Even the skeptics all know, they feel stupid but counter with the "how were we meant to know those grainy videos were real ?" So before the arrival of our new alien friends, our leaders and their leaders agree on an integration experiment.

That is, each family/household has an alien guest stay at their home for an undisclosed period of time. Now although we vary in our languages, our body language and other respects, they seem to understand what we mean if we speak and use body language/gestures.

Some people may even exaggerate the gestures, like some people do on holiday if they do not speak the local tongue.

So we all have an alien stay at our home, get to know us and how we live, sample our foods, learn about our history, exchange knowledge of the sciences, arts, etc. I feel this would be the most amazing thing to happen to a human being ever.

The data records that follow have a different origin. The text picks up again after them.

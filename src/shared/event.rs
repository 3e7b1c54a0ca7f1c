//! Real-time Event System
//!
//! Events delivered by the realtime channel service as messages are
//! committed server-side. The server broadcasts every insert and update in
//! a conversation - including ones this client just created - so consumers
//! must treat each event as idempotent-safe to apply: a duplicate push of
//! an already-reconciled message is a no-op.
//!
//! # Broadcasting
//!
//! Events travel over `tokio::sync::broadcast`, a multi-producer,
//! multi-consumer channel. All subscribers receive a copy of each event.
//! The transport adapter that speaks to the realtime service feeds the
//! sender; the sync engine consumes a receiver per open conversation view.

use crate::shared::messaging::Message;
use tokio::sync::broadcast;
use uuid::Uuid;

/// A change event pushed by the realtime channel
#[derive(Debug, Clone)]
pub enum RealtimeEvent {
    /// A message was inserted server-side
    MessageInserted(Message),
    /// An existing message changed (read receipts)
    MessageUpdated(Message),
}

impl RealtimeEvent {
    /// The conversation this event belongs to
    pub fn conversation_id(&self) -> Uuid {
        match self {
            RealtimeEvent::MessageInserted(m) | RealtimeEvent::MessageUpdated(m) => {
                m.conversation_id
            }
        }
    }

    /// The message record carried by the event
    pub fn message(&self) -> &Message {
        match self {
            RealtimeEvent::MessageInserted(m) | RealtimeEvent::MessageUpdated(m) => m,
        }
    }
}

/// Realtime event broadcast
///
/// Can be cloned and shared across the transport adapter and any test
/// harness to publish events from anywhere.
pub type RealtimeBroadcast = broadcast::Sender<RealtimeEvent>;

/// Create a realtime event channel with the given buffer capacity
pub fn realtime_channel(capacity: usize) -> (RealtimeBroadcast, broadcast::Receiver<RealtimeEvent>) {
    broadcast::channel(capacity)
}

Do you think this outcome is possible ? Would it be better just to have their appointed official meet our appointed official at some approved location ?

After having thought about it, I find my "mass migration" theory to be plausible only if the percentage of aliens left on the home planet is greater than 90% (or less lol this is just speculation) to continue to advance as we do in our daily lives.

I'd like to hear any comments on this theory. Maybe you can elaborate on some parts I missed, sort of like a work in progress.

I better press Post New Topic before I decide to just close this tab.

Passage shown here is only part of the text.